Stories
Slash Boxes
Comments

SoylentNews is people

posted by Fnord666 on Tuesday October 24 2017, @09:02AM   Printer-friendly
from the one-license-to-rule-them-all dept.

The Linux Foundation has created one open-data licence framework to rule them all, allowing users to collaborate on data-driven projects.

Today at the Open Source Summit in Prague, executive director Jim Zemlin announced the Community Data License Agreement, which is designed for non-proprietary data.

The org says data producers can now share the goods "with greater clarity about what recipients may do with it".

One branch "puts terms in place to ensure that downstream recipients can use and modify that data, and are also required to share their changes", while the other does not oblige users to share those changes.

The idea is to accelerate machine learning in open source.


Original Submission

 
This discussion has been archived. No new comments can be posted.
Display Options Threshold/Breakthrough Mark All as Read Mark All as Unread
The Fine Print: The following comments are owned by whoever posted them. We are not responsible for them in any way.
  • (Score: 2) by looorg on Tuesday October 24 2017, @08:58PM

    by looorg (578) on Tuesday October 24 2017, @08:58PM (#587094)

    I'm skeptical but perhaps this will be nice for machine-gathered data, machines that just automatically create large amounts of sensory data all day everyday. But that might be one of few areas where this might actually be viable. Mostly because the data gathered will be so useless and boring.

    For anything gathered by hand, surveys, observations and such there will just be to much work and to many obstacles and risks involved by just giving it away to anyone. Certainly so when it's data about people. In my mind I have quickly gone over all the projects I, remember and, have been working on for the last couple of years and there would be so much work to be able to distribute the data afterwards it just wouldn't be viable from a time- and economical standpoint. Most concerning tho is that anonymity might go completely out the window. Things would just have to be purged and stripped down to the bare essentials. It's already hard to get people to answer surveys and if we just gave it away afterwards I strongly suspect that the answer-rate would plummet. In some sense they answer our surveys because they trust us not to fuck them over in the end and afterwards.

    For anything that gathers data on people the ethics board will probably have a fit, just trying to get past them would probably be a complete nightmare. It's already starting to be a pain in the arse where you have to adjust questions and answers to fit various criteria. If they would be told we would just hand out all the data afterwards in raw to anyone with an internet connection I think they might have a stroke right there on the spot and a big red NO stamp all over the application would be sure to follow.

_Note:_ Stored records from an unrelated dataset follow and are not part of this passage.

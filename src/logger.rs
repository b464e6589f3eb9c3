use log::{LevelFilter, SetLoggerError};
use simplelog::{ColorChoice, ConfigBuilder, TermLogger, TerminalMode};

/// Install the terminal logger.
///
/// Records from the http and sqlite internals are dropped.
pub fn init(level: LevelFilter) -> Result<(), SetLoggerError> {
    TermLogger::init(
        level,
        ConfigBuilder::default()
            .add_filter_ignore_str("hyper")
            .add_filter_ignore_str("rustls")
            .add_filter_ignore_str("sqlx")
            .set_time_format_rfc3339()
            .build(),
        TerminalMode::Mixed,
        ColorChoice::Auto,
    )
}

/// Parse a level name from the config file, falling back to `info`.
pub fn parse_level(name: &str) -> LevelFilter {
    match name.to_ascii_lowercase().as_str() {
        "off" => LevelFilter::Off,
        "error" => LevelFilter::Error,
        "warn" | "warning" => LevelFilter::Warn,
        "debug" => LevelFilter::Debug,
        "trace" => LevelFilter::Trace,
        _ => LevelFilter::Info,
    }
}
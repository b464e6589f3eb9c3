mod client;
pub use client::{Client, ClientOptions, DEFAULT_BASE_URL};

mod error;
pub use error::{ApiError, ApiResult};

mod model;
pub use model::*;

mod traits;
pub use traits::*;
//! Raw response and request bodies of the Nuki web API.
//!
//! Only the fields this crate looks at are declared, everything else
//! the API sends is ignored.

use serde::{Deserialize, Serialize};

/// A single entry of `GET /smartlock/{id}/log`.
#[derive(Debug, Clone, Deserialize)]
#[serde(rename_all = "camelCase")]
pub struct Log {
    pub id: String,
    pub smartlock_id: i64,
    #[serde(default)]
    pub device_type: i32,
    #[serde(default)]
    pub account_user_id: i64,
    #[serde(default)]
    pub auth_id: String,
    #[serde(default)]
    pub name: String,
    pub action: i32,
    pub trigger: i32,
    pub state: i32,
    #[serde(default)]
    pub auto_unlock: bool,
    /// RFC3339
    pub date: String,
    #[serde(default)]
    pub source: i32,
}

/// A single entry of `GET /address/{id}/reservation`.
#[derive(Debug, Clone, Deserialize)]
#[serde(rename_all = "camelCase")]
pub struct Reservation {
    pub id: String,
    #[serde(default)]
    pub address_id: i64,
    #[serde(default)]
    pub name: String,
    #[serde(default)]
    pub email: String,
    #[serde(default)]
    pub state: String,
    #[serde(default)]
    pub reference: String,
    /// RFC3339
    pub start_date: String,
    /// RFC3339
    pub end_date: String,
}

/// The `state` object of `GET /smartlock/{id}`.
#[derive(Debug, Clone, Default, Deserialize)]
#[serde(rename_all = "camelCase", default)]
pub struct SmartlockStateData {
    pub mode: i32,
    pub state: i32,
    pub battery_critical: bool,
    pub battery_charging: bool,
    pub battery_charge: i32,
    pub keypad_battery_critical: bool,
    pub doorsensor_battery_critical: bool,
    pub door_state: i32,
}

/// Response of `GET /smartlock/{id}`.
#[derive(Debug, Clone, Deserialize)]
#[serde(rename_all = "camelCase")]
pub struct Smartlock {
    pub smartlock_id: i64,
    #[serde(default)]
    pub name: String,
    #[serde(default)]
    pub state: SmartlockStateData,
}

/// A single entry of `GET /smartlock/{id}/auth`.
#[derive(Debug, Clone, Deserialize)]
#[serde(rename_all = "camelCase")]
pub struct SmartlockAuth {
    pub id: String,
    #[serde(default)]
    pub name: String,
    #[serde(default)]
    pub code: Option<i64>,
    #[serde(default)]
    pub enabled: bool,
    #[serde(rename = "type", default)]
    pub kind: i32,
}

/// Body of `POST /address/{id}/reservation/{id}/update/accesstimes`.
///
/// Both values are minutes from midnight.
#[derive(Debug, Clone, Copy, PartialEq, Eq, Serialize)]
#[serde(rename_all = "camelCase")]
pub struct AccessTimes {
    pub check_in_time: i32,
    pub check_out_time: i32,
}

    Various companies and commercial entities wouldn't want to give it away since it reveals what they are doing to their competition. So for them there might be other ethical or security concerns. But then that is probably beyond the issue since it's stated in the article that the license is designed for "non-proprietary data".

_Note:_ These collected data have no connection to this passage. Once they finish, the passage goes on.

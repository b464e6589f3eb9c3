use std::sync::Arc;
use std::time::Duration;

use anyhow::Context;
use chrono::NaiveTime;
use chrono_tz::Tz;
use thiserror::Error;
use tokio::sync::watch;

use super::BotApi;
use crate::api::{
    LogQuery, LogsReader, ReservationsReader, SmartlockAuthReader, SmartlockReader, MAX_LOG_LIMIT,
};
use crate::messaging::Event;
use crate::pending::{parse_hour_minute, PendingModification, PendingModificationRoutine};
use crate::reservations::ReservationNames;

const HELP: &str = "\
/logs [N] - last N logs (default 10)
/battery - smartlock battery state
/resa - reservations
/code - keypad codes
/modify REF [HH:MM HH:MM] - change check in/out once reservation REF exists
/listmodify - pending modifications
/deletemodify REF - delete a pending modification
/applymodify - apply pending modifications now
/version - running version
/help - this message";

const DEFAULT_LOGS: i32 = 10;

#[derive(Debug, Clone, PartialEq, Eq)]
pub enum Command {
    Logs(i32),
    Battery,
    Reservations,
    Codes,
    Modify {
        reference: String,
        check_in: Option<NaiveTime>,
        check_out: Option<NaiveTime>,
    },
    ListModify,
    DeleteModify(String),
    ApplyModify,
    Version,
    Help,
}

#[derive(Debug, Error, PartialEq, Eq)]
pub enum ParseError {
    #[error("not a command")]
    NotACommand,
    #[error("unknown command {0}, try /help")]
    Unknown(String),
    #[error("usage: {0}")]
    Usage(&'static str),
}

impl Command {
    /// Parse a message like `/modify ABC 15:00 10:00`. A `@botname` suffix is ignored.
    pub fn parse(text: &str) -> Result<Command, ParseError> {
        let mut words = text.split_whitespace();
        let command = match words.next() {
            Some(word) if word.starts_with('/') => word,
            _ => return Err(ParseError::NotACommand),
        };
        let command = command.split('@').next().unwrap_or(command);
        let args: Vec<&str> = words.collect();

        match (command, args.as_slice()) {
            ("/logs", []) => Ok(Command::Logs(DEFAULT_LOGS)),
            ("/logs", [n]) => match n.parse::<i32>() {
                Ok(n) if (1..=MAX_LOG_LIMIT).contains(&n) => Ok(Command::Logs(n)),
                _ => Err(ParseError::Usage("/logs [1-50]")),
            },
            ("/battery", []) => Ok(Command::Battery),
            ("/resa", []) => Ok(Command::Reservations),
            ("/code", []) => Ok(Command::Codes),
            ("/modify", [reference]) => Ok(Command::Modify {
                reference: reference.to_string(),
                check_in: None,
                check_out: None,
            }),
            ("/modify", [reference, check_in, check_out]) => {
                match (parse_hour_minute(check_in), parse_hour_minute(check_out)) {
                    (Ok(check_in), Ok(check_out)) => Ok(Command::Modify {
                        reference: reference.to_string(),
                        check_in: Some(check_in),
                        check_out: Some(check_out),
                    }),
                    _ => Err(ParseError::Usage("/modify REF [HH:MM HH:MM]")),
                }
            }
            ("/modify", _) => Err(ParseError::Usage("/modify REF [HH:MM HH:MM]")),
            ("/listmodify", []) => Ok(Command::ListModify),
            ("/deletemodify", [reference]) => Ok(Command::DeleteModify(reference.to_string())),
            ("/deletemodify", _) => Err(ParseError::Usage("/deletemodify REF")),
            ("/applymodify", []) => Ok(Command::ApplyModify),
            ("/version", []) => Ok(Command::Version),
            ("/help", _) | ("/start", _) => Ok(Command::Help),
            (command, _) => Err(ParseError::Unknown(command.to_string())),
        }
    }
}

#[derive(Debug, Clone)]
pub struct BotOptions {
    /// Only answer these chats, everyone when empty
    pub restrict_to_chat_ids: Vec<i64>,
    pub default_check_in: NaiveTime,
    pub default_check_out: NaiveTime,
    /// Timezone of the displayed dates
    pub timezone: Tz,
    /// Long polling timeout of `getUpdates`
    pub poll_timeout: Duration,
}

/// Readers the bot answers from.
pub struct BotReaders {
    pub logs: Arc<dyn LogsReader>,
    pub smartlock: Arc<dyn SmartlockReader>,
    pub auths: Arc<dyn SmartlockAuthReader>,
    pub reservations: Arc<dyn ReservationsReader>,
}

pub struct Bot {
    api: BotApi,
    options: BotOptions,
    readers: BotReaders,
    names: ReservationNames,
    pending: PendingModificationRoutine,
}

impl Bot {
    pub fn new(
        api: BotApi,
        options: BotOptions,
        readers: BotReaders,
        pending: PendingModificationRoutine,
    ) -> Bot {
        let names = ReservationNames::new(Arc::clone(&readers.reservations));
        Bot {
            api,
            options,
            readers,
            names,
            pending,
        }
    }

    pub fn is_allowed(&self, chat_id: i64) -> bool {
        self.options.restrict_to_chat_ids.is_empty()
            || self.options.restrict_to_chat_ids.contains(&chat_id)
    }

    /// Reply to a message, `None` if the message isn't meant for the bot.
    pub async fn reply(&mut self, chat_id: i64, text: &str) -> Option<String> {
        let command = match Command::parse(text) {
            Ok(command) => command,
            Err(ParseError::NotACommand) => return None,
            Err(err) => return Some(err.to_string()),
        };

        log::info!("chat {}: {:?}", chat_id, command);
        match self.execute(chat_id, command).await {
            Ok(reply) => Some(reply),
            Err(err) => {
                log::warn!("chat {}: command failed: {:?}", chat_id, err);
                Some(format!("error: {:#}", err))
            }
        }
    }

    async fn execute(&mut self, chat_id: i64, command: Command) -> anyhow::Result<String> {
        match command {
            Command::Logs(limit) => {
                let logs = self
                    .readers
                    .logs
                    .logs(&LogQuery::latest(limit))
                    .await
                    .context("fetch logs")?;
                if logs.is_empty() {
                    return Ok("no logs".to_string());
                }

                let mut lines = Vec::with_capacity(logs.len());
                for log in logs {
                    let event = self.names.event(log).await;
                    lines.push(event.to_chat_text(true, self.options.timezone));
                }
                Ok(lines.join("\n"))
            }
            Command::Battery => {
                let state = self
                    .readers
                    .smartlock
                    .smartlock()
                    .await
                    .context("fetch smartlock")?;
                Ok(Event::Smartlock(state).to_chat_text(false, self.options.timezone))
            }
            Command::Reservations => {
                let reservations = self
                    .readers
                    .reservations
                    .reservations()
                    .await
                    .context("fetch reservations")?;
                let tz = self.options.timezone;
                Ok(list_or(
                    reservations.iter().map(|resa| resa.to_text(tz)),
                    "no reservation",
                ))
            }
            Command::Codes => {
                let auths = self
                    .readers
                    .auths
                    .smartlock_auths()
                    .await
                    .context("fetch smartlock auths")?;
                let codes = auths.iter().filter_map(|auth| {
                    auth.code.map(|code| {
                        let disabled = if auth.enabled { "" } else { " (disabled)" };
                        format!("{}: {}{}", auth.name, code, disabled)
                    })
                });
                Ok(list_or(codes, "no keypad code"))
            }
            Command::Modify {
                reference,
                check_in,
                check_out,
            } => {
                let modification = PendingModification::new(
                    reference,
                    check_in.unwrap_or(self.options.default_check_in),
                    check_out.unwrap_or(self.options.default_check_out),
                    chat_id,
                );
                let reply = format!("pending modification registered: {}", modification);
                self.pending.add(modification).await?;
                Ok(reply)
            }
            Command::ListModify => Ok(list_or(
                self.pending.list().await.iter(),
                "no pending modification",
            )),
            Command::DeleteModify(reference) => {
                if self.pending.delete(&reference).await {
                    Ok(format!("{} deleted", reference))
                } else {
                    Ok(format!("no pending modification for {}", reference))
                }
            }
            Command::ApplyModify => {
                self.pending.apply_now().await?;
                Ok(list_or(
                    self.pending.list().await.iter(),
                    "no pending modification",
                ))
            }
            Command::Version => Ok(version()),
            Command::Help => Ok(HELP.to_string()),
        }
    }

    /// Answer messages until `shutdown` fires.
    pub async fn run(mut self, mut shutdown: watch::Receiver<bool>) {
        log::info!("telegram bot started");
        let mut offset = 0;

        loop {
            if *shutdown.borrow() {
                break;
            }

            let updates = tokio::select! {
                updates = self.api.get_updates(offset, self.options.poll_timeout) => updates,
                changed = shutdown.changed() => {
                    if changed.is_err() {
                        break;
                    }
                    continue;
                }
            };

            let updates = match updates {
                Ok(updates) => updates,
                Err(err) => {
                    log::warn!("couldn't fetch telegram updates: {:?}", err);
                    tokio::time::sleep(Duration::from_secs(5)).await;
                    continue;
                }
            };

            for update in updates {
                offset = offset.max(update.update_id + 1);
                let (chat_id, text) = match update.message {
                    Some(message) => (message.chat.id, message.text.unwrap_or_default()),
                    None => continue,
                };

                if !self.is_allowed(chat_id) {
                    log::warn!("ignoring message from chat {}", chat_id);
                    continue;
                }

                if let Some(reply) = self.reply(chat_id, &text).await {
                    if let Err(err) = self.api.send_message(chat_id, &reply).await {
                        log::warn!("couldn't reply to chat {}: {:?}", chat_id, err);
                    }
                }
            }
        }

        log::info!("telegram bot stopped");
    }
}

fn version() -> String {
    format!("{}, version {}", env!("CARGO_PKG_NAME"), env!("CARGO_PKG_VERSION"))
}

fn list_or<T: ToString>(items: impl Iterator<Item = T>, empty: &str) -> String {
    let lines: Vec<String> = items.map(|item| item.to_string()).collect();
    if lines.is_empty() {
        empty.to_string()
    } else {
        lines.join("\n")
    }
}

/// Tell the chat that registered a modification how it went.
pub fn notify_pending_results(pending: &PendingModificationRoutine, api: BotApi) {
    let done_api = api.clone();
    pending.on_modification_done(move |modification| {
        let api = done_api.clone();
        let chat_id = modification.from_chat_id;
        let text = format!("\u{2705} reservation modified: {}", modification);
        tokio::spawn(async move {
            if let Err(err) = api.send_message(chat_id, &text).await {
                log::warn!("couldn't notify chat {}: {:?}", chat_id, err);
            }
        });
    });

    pending.on_error(move |modification, err| {
        // errors without a modification are only logged
        let modification = match modification {
            Some(modification) => modification,
            None => return,
        };
        let api = api.clone();
        let chat_id = modification.from_chat_id;
        let text = format!("\u{274c} {}", err);
        tokio::spawn(async move {
            if let Err(err) = api.send_message(chat_id, &text).await {
                log::warn!("couldn't notify chat {}: {:?}", chat_id, err);
            }
        });
    });
}

#[cfg(test)]
mod tests {
    use chrono::NaiveTime;

    use super::{Command, ParseError};

    #[test]
    fn parse_commands() {
        assert_eq!(Command::parse("/logs"), Ok(Command::Logs(10)));
        assert_eq!(Command::parse("/logs@nuki_bot 5"), Ok(Command::Logs(5)));
        assert_eq!(Command::parse("/battery"), Ok(Command::Battery));
        assert_eq!(Command::parse("/listmodify"), Ok(Command::ListModify));
        assert_eq!(Command::parse("/version"), Ok(Command::Version));
        assert_eq!(
            Command::parse("/deletemodify ABC"),
            Ok(Command::DeleteModify("ABC".to_string()))
        );
        assert_eq!(
            Command::parse("/modify ABC 14:00 11:00"),
            Ok(Command::Modify {
                reference: "ABC".to_string(),
                check_in: NaiveTime::from_hms_opt(14, 0, 0),
                check_out: NaiveTime::from_hms_opt(11, 0, 0),
            })
        );
        assert_eq!(
            Command::parse("/modify ABC"),
            Ok(Command::Modify {
                reference: "ABC".to_string(),
                check_in: None,
                check_out: None,
            })
        );
    }

    #[test]
    fn parse_errors() {
        assert_eq!(Command::parse("hello"), Err(ParseError::NotACommand));
        assert_eq!(Command::parse(""), Err(ParseError::NotACommand));
        assert!(matches!(Command::parse("/nope"), Err(ParseError::Unknown(_))));
        assert!(matches!(Command::parse("/logs 0"), Err(ParseError::Usage(_))));
        assert!(matches!(Command::parse("/logs 51"), Err(ParseError::Usage(_))));
        assert!(matches!(Command::parse("/modify ABC 25:00 11:00"), Err(ParseError::Usage(_))));
        assert!(matches!(Command::parse("/modify ABC 14:00"), Err(ParseError::Usage(_))));
        assert!(matches!(Command::parse("/deletemodify"), Err(ParseError::Usage(_))));
    }
}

    But even for the non-commercial data it will probably boil down to economical aspect as gathering data costs money, a lot of money. Just giving it away doesn't make sense in that regard. Not that your data might sell. But just to make it ready for the public is a full time effort. So as previously noted I do suspect that the free data will be generic auto-created data, or things that are just so old it's borderline worthless. Even if Google starts scanning data as they do with books it might not all make sense without human intervention.

    The org says data producers can now share the goods "with greater clarity about what recipients may do with it".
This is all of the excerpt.